A modified weekly bulletin is available on our website: www.easeton.net; follow the link on the top of the opening page; the date for the resumption of the Sacrament of Reconciliation [Penance or Confession] will be announced when known; if the opportunity to attend holy Mass and/or receive Holy Communion arises before you can get to Confession, the Church permits those normally able to receive Eucharist to do so by first making an Act of Contrition and then going to Confession as soon as humanly possible.
Like the women at the tomb on that first Easter morning, many are wondering, “Who will roll back the stone for us …? [Cf. Mark 16:3] and when will we, like Lazarus, whom Jesus raised from the dead, be unbound and set free? [Cf. John 11: 44] May we have the faith, hope and love to patiently await that glorious day when we will be gathered together again in one place: our beloved ‘parish home.’ And let us persist in the most powerful weapon at our disposal: prayer!
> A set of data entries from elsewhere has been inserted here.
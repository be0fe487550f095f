use rust_decimal::Decimal;
use rust_decimal_macros::dec;
use serde::{Deserialize, Serialize};

use super::text::{NAME_MAX_LEN, SHORT_NAME_MAX_LEN};
use super::types::ChargeBearer;

/// `xmlns:xsi` written on every document.
pub const XSI_NAMESPACE: &str = "http://www.w3.org/2001/XMLSchema-instance";

/// ISO 20022 pain.001.001.03 namespace.
pub const NS_PAIN_001_001_03: &str = "urn:iso:std:iso:20022:tech:xsd:pain.001.001.03";
/// ISO 20022 pain.001.001.09 namespace.
pub const NS_PAIN_001_001_09: &str = "urn:iso:std:iso:20022:tech:xsd:pain.001.001.09";
/// SIX Interbank Clearing Swiss Payment Standards namespace.
pub const NS_PAIN_001_001_03_CH_02: &str =
    "http://www.six-interbank-clearing.com/de/pain.001.001.03.ch.02.xsd";

/// Published pain.001 profiles.
#[derive(Debug, Clone, Copy, PartialEq, Eq, Hash, PartialOrd, Ord, Serialize, Deserialize)]
pub enum Pain001Variant {
    /// SEPA credit transfer, pain.001.001.03.
    Sepa03,
    /// SEPA credit transfer, pain.001.001.09 (2019 rulebook, UETR, structured addresses).
    Sepa09,
    /// Austrian Stuzza profile pain.001.001.03.austrian.004.
    Austrian03,
    /// German DK profile pain.001.001.03.de.
    German03,
    /// Swiss Payment Standards pain.001.001.03.ch.02.
    Swiss03Ch02,
    /// Swedish bank usage of pain.001.001.03.
    Swedish03,
}

impl Pain001Variant {
    pub const ALL: [Self; 6] = [
        Self::Sepa03,
        Self::Sepa09,
        Self::Austrian03,
        Self::German03,
        Self::Swiss03Ch02,
        Self::Swedish03,
    ];

    /// Version string as used in bank documentation.
    pub fn version(&self) -> &'static str {
        match self {
            Self::Sepa03 => "pain.001.001.03",
            Self::Sepa09 => "pain.001.001.09",
            Self::Austrian03 => "pain.001.001.03.austrian.004",
            Self::German03 => "pain.001.001.03.de",
            Self::Swiss03Ch02 => "pain.001.001.03.ch.02",
            Self::Swedish03 => "pain.001.001.03.se",
        }
    }

    /// Parse from a version string.
    pub fn from_version(version: &str) -> Option<Self> {
        Self::ALL
            .into_iter()
            .find(|v| v.version().eq_ignore_ascii_case(version.trim()))
    }

    /// SEPA credit-transfer profiles: EUR only, IBAN accounts, SEPA cap.
    pub fn is_sepa(&self) -> bool {
        self.strategy().sepa
    }

    /// The strategy record driving document generation for this variant.
    pub fn strategy(&self) -> VariantStrategy {
        let sepa = VariantStrategy {
            variant: *self,
            namespace_uri: NS_PAIN_001_001_03,
            bic_tag_name: "BIC",
            strict_bic: false,
            agent_lei: false,
            service_level_code: Some("SEPA"),
            service_level_currency: None,
            charge_bearer_default: ChargeBearer::ServiceLevel,
            requires_uetr: false,
            execution_date_layout: ExecutionDateLayout::Plain,
            initiating_party_profile: PartyProfile::INITIATING,
            debtor_profile: PartyProfile::DEBTOR,
            omit_cdtr_agent_when_no_bic: true,
            address_layout: AddressLayout::Legacy,
            address_country_only: false,
            amount_cap: Some(dec!(999999999.99)),
            currency_whitelist: Some(&["EUR"]),
            sepa: true,
            name_max_len: NAME_MAX_LEN,
            qrr_allowed: false,
            other_account_first_token: false,
            requires_org_id: false,
        };

        match self {
            Self::Sepa03 => sepa,
            Self::Sepa09 => VariantStrategy {
                namespace_uri: NS_PAIN_001_001_09,
                bic_tag_name: "BICFI",
                strict_bic: true,
                agent_lei: true,
                requires_uetr: true,
                execution_date_layout: ExecutionDateLayout::Wrapped,
                initiating_party_profile: PartyProfile {
                    lei: true,
                    ..PartyProfile::INITIATING
                },
                debtor_profile: PartyProfile {
                    lei: true,
                    ..PartyProfile::DEBTOR
                },
                address_layout: AddressLayout::Structured,
                ..sepa
            },
            Self::Austrian03 => VariantStrategy {
                initiating_party_profile: PartyProfile {
                    issuer: false,
                    ..PartyProfile::INITIATING
                },
                name_max_len: SHORT_NAME_MAX_LEN,
                ..sepa
            },
            Self::German03 => VariantStrategy {
                omit_cdtr_agent_when_no_bic: false,
                ..sepa
            },
            Self::Swiss03Ch02 => VariantStrategy {
                namespace_uri: NS_PAIN_001_001_03_CH_02,
                service_level_currency: Some("EUR"),
                charge_bearer_default: ChargeBearer::Shared,
                debtor_profile: PartyProfile {
                    identification: false,
                    ..PartyProfile::DEBTOR
                },
                amount_cap: Some(dec!(9999999999.99)),
                currency_whitelist: Some(&["CHF", "EUR"]),
                sepa: false,
                qrr_allowed: true,
                other_account_first_token: true,
                ..sepa
            },
            Self::Swedish03 => VariantStrategy {
                service_level_code: Some("NURG"),
                charge_bearer_default: ChargeBearer::Shared,
                initiating_party_profile: PartyProfile {
                    name: false,
                    issuer: false,
                    scheme_code: Some("BANK"),
                    ..PartyProfile::INITIATING
                },
                debtor_profile: PartyProfile {
                    scheme_code: Some("CUST"),
                    ..PartyProfile::DEBTOR
                },
                address_country_only: true,
                amount_cap: None,
                currency_whitelist: None,
                sepa: false,
                requires_org_id: true,
                ..sepa
            },
        }
    }
}

impl std::fmt::Display for Pain001Variant {
    fn fmt(&self, f: &mut std::fmt::Formatter<'_>) -> std::fmt::Result {
        f.write_str(self.version())
    }
}

/// `ReqdExctnDt` shape.
#[derive(Debug, Clone, Copy, PartialEq, Eq)]
pub enum ExecutionDateLayout {
    /// `<ReqdExctnDt>2024-03-20</ReqdExctnDt>`
    Plain,
    /// `<ReqdExctnDt><Dt>2024-03-20</Dt></ReqdExctnDt>`
    Wrapped,
}

/// `PstlAdr` shape.
#[derive(Debug, Clone, Copy, PartialEq, Eq)]
pub enum AddressLayout {
    /// `Ctry` followed by up to two `AdrLine`.
    Legacy,
    /// `StrtNm`, `PstCd`, `TwnNm`, `Ctry`.
    Structured,
}

/// Which parts of a party identification a variant writes.
#[derive(Debug, Clone, Copy, PartialEq, Eq)]
pub struct PartyProfile {
    /// `Nm`.
    pub name: bool,
    /// `PstlAdr`.
    pub address: bool,
    /// `Id/OrgId`.
    pub identification: bool,
    /// `Id/OrgId/LEI`.
    pub lei: bool,
    /// `Id/OrgId/Othr/Issr`.
    pub issuer: bool,
    /// Imposed `Id/OrgId/Othr/SchmeNm/Cd`.
    pub scheme_code: Option<&'static str>,
}

impl PartyProfile {
    /// Default `InitgPty` profile.
    pub const INITIATING: Self = Self {
        name: true,
        address: false,
        identification: true,
        lei: false,
        issuer: true,
        scheme_code: None,
    };

    /// Default `Dbtr` profile.
    pub const DEBTOR: Self = Self {
        name: true,
        address: true,
        identification: true,
        lei: false,
        issuer: true,
        scheme_code: None,
    };

    /// `Cdtr` profile, shared by every variant.
    pub const CREDITOR: Self = Self {
        name: true,
        address: true,
        identification: false,
        lei: false,
        issuer: false,
        scheme_code: None,
    };
}

/// One record per variant; the document builder reads every per-variant
/// decision from here.
#[derive(Debug, Clone, Copy)]
pub struct VariantStrategy {
    pub variant: Pain001Variant,
    /// `xmlns` of `<Document>`.
    pub namespace_uri: &'static str,
    /// `BIC` or `BICFI`.
    pub bic_tag_name: &'static str,
    /// Use the pain.001.001.09 BIC pattern.
    pub strict_bic: bool,
    /// Agents carry `FinInstnId/LEI` after the BIC.
    pub agent_lei: bool,
    /// `PmtTpInf/SvcLvl/Cd`.
    pub service_level_code: Option<&'static str>,
    /// Restrict the service level to one currency.
    pub service_level_currency: Option<&'static str>,
    /// `ChrgBr` when the batch does not set one.
    pub charge_bearer_default: ChargeBearer,
    /// Every `PmtId` needs a `UETR`.
    pub requires_uetr: bool,
    pub execution_date_layout: ExecutionDateLayout,
    pub initiating_party_profile: PartyProfile,
    pub debtor_profile: PartyProfile,
    /// Omit `CdtrAgt` when no creditor BIC is known, instead of writing
    /// `NOTPROVIDED`.
    pub omit_cdtr_agent_when_no_bic: bool,
    pub address_layout: AddressLayout,
    /// A legacy address may consist of the country alone.
    pub address_country_only: bool,
    /// Upper bound for a single amount.
    pub amount_cap: Option<Decimal>,
    /// Accepted currencies; `None` accepts any known ISO 4217 code.
    pub currency_whitelist: Option<&'static [&'static str]>,
    /// SEPA credit-transfer profile.
    pub sepa: bool,
    /// Cap for `Nm`.
    pub name_max_len: usize,
    /// Can emit `CdtrRefInf` with proprietary type `QRR`.
    pub qrr_allowed: bool,
    /// Non-IBAN accounts are written as their first space-separated token.
    pub other_account_first_token: bool,
    /// Initiating party must carry organisation id and issuer.
    pub requires_org_id: bool,
}

impl VariantStrategy {
    /// Service level for a payment-information block in `currency`.
    pub fn service_level_for(&self, currency: &str) -> Option<&'static str> {
        match self.service_level_currency {
            Some(only) if only != currency => None,
            _ => self.service_level_code,
        }
    }

    /// Whether `currency` may be used with this variant.
    pub fn accepts_currency(&self, currency: &str) -> bool {
        match self.currency_whitelist {
            Some(list) => list.contains(&currency),
            None => super::currencies::is_known_currency_code(currency),
        }
    }

    /// Creditor accounts must be IBANs.
    pub fn requires_creditor_iban(&self) -> bool {
        self.sepa
    }
}

#[cfg(test)]
mod tests {
    use super::*;

    #[test]
    fn version_roundtrip() {
        for v in Pain001Variant::ALL {
            assert_eq!(Pain001Variant::from_version(v.version()), Some(v));
        }
        assert_eq!(
            Pain001Variant::from_version(" PAIN.001.001.09 "),
            Some(Pain001Variant::Sepa09)
        );
        assert_eq!(Pain001Variant::from_version("pain.008.001.02"), None);
    }

    #[test]
    fn bic_tag_per_variant() {
        assert_eq!(Pain001Variant::Sepa09.strategy().bic_tag_name, "BICFI");
        for v in Pain001Variant::ALL.into_iter().filter(|v| *v != Pain001Variant::Sepa09) {
            assert_eq!(v.strategy().bic_tag_name, "BIC", "{v}");
        }
    }

    #[test]
    fn namespaces() {
        assert_eq!(Pain001Variant::Sepa03.strategy().namespace_uri, NS_PAIN_001_001_03);
        assert_eq!(Pain001Variant::Sepa09.strategy().namespace_uri, NS_PAIN_001_001_09);
        assert_eq!(
            Pain001Variant::Swiss03Ch02.strategy().namespace_uri,
            "http://www.six-interbank-clearing.com/de/pain.001.001.03.ch.02.xsd"
        );
        assert_eq!(Pain001Variant::Swedish03.strategy().namespace_uri, NS_PAIN_001_001_03);
    }

    #[test]
    fn swiss_service_level_only_for_eur() {
        let s = Pain001Variant::Swiss03Ch02.strategy();
        assert_eq!(s.service_level_for("EUR"), Some("SEPA"));
        assert_eq!(s.service_level_for("CHF"), None);
        assert_eq!(Pain001Variant::Swedish03.strategy().service_level_for("SEK"), Some("NURG"));
    }

    #[test]
    fn charge_bearer_defaults() {
        assert_eq!(
            Pain001Variant::Sepa03.strategy().charge_bearer_default,
            ChargeBearer::ServiceLevel
        );
        assert_eq!(
            Pain001Variant::Swiss03Ch02.strategy().charge_bearer_default,
            ChargeBearer::Shared
        );
    }

    #[test]
    fn currency_whitelists() {
        assert!(Pain001Variant::Sepa03.strategy().accepts_currency("EUR"));
        assert!(!Pain001Variant::Sepa03.strategy().accepts_currency("CHF"));
        assert!(Pain001Variant::Swiss03Ch02.strategy().accepts_currency("CHF"));
        assert!(Pain001Variant::Swedish03.strategy().accepts_currency("SEK"));
        assert!(!Pain001Variant::Swedish03.strategy().accepts_currency("XYZ"));
    }

    #[test]
    fn sepa_family() {
        let sepa: Vec<_> = Pain001Variant::ALL
            .into_iter()
            .filter(Pain001Variant::is_sepa)
            .collect();
        assert_eq!(
            sepa,
            vec![
                Pain001Variant::Sepa03,
                Pain001Variant::Sepa09,
                Pain001Variant::Austrian03,
                Pain001Variant::German03
            ]
        );
    }
}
Pray for all who have died; pray for all who are sick; pray for the medical professionals and first responders who risk their lives to save others; pray for all who suffer in any way from this crisis; and pray for each other. On Good Friday, at 3:00 PM, remember to pause in silence, to genuflect before and kiss a Cross or Crucifix, to thank the Lord Jesus for offering His life for us! Amen.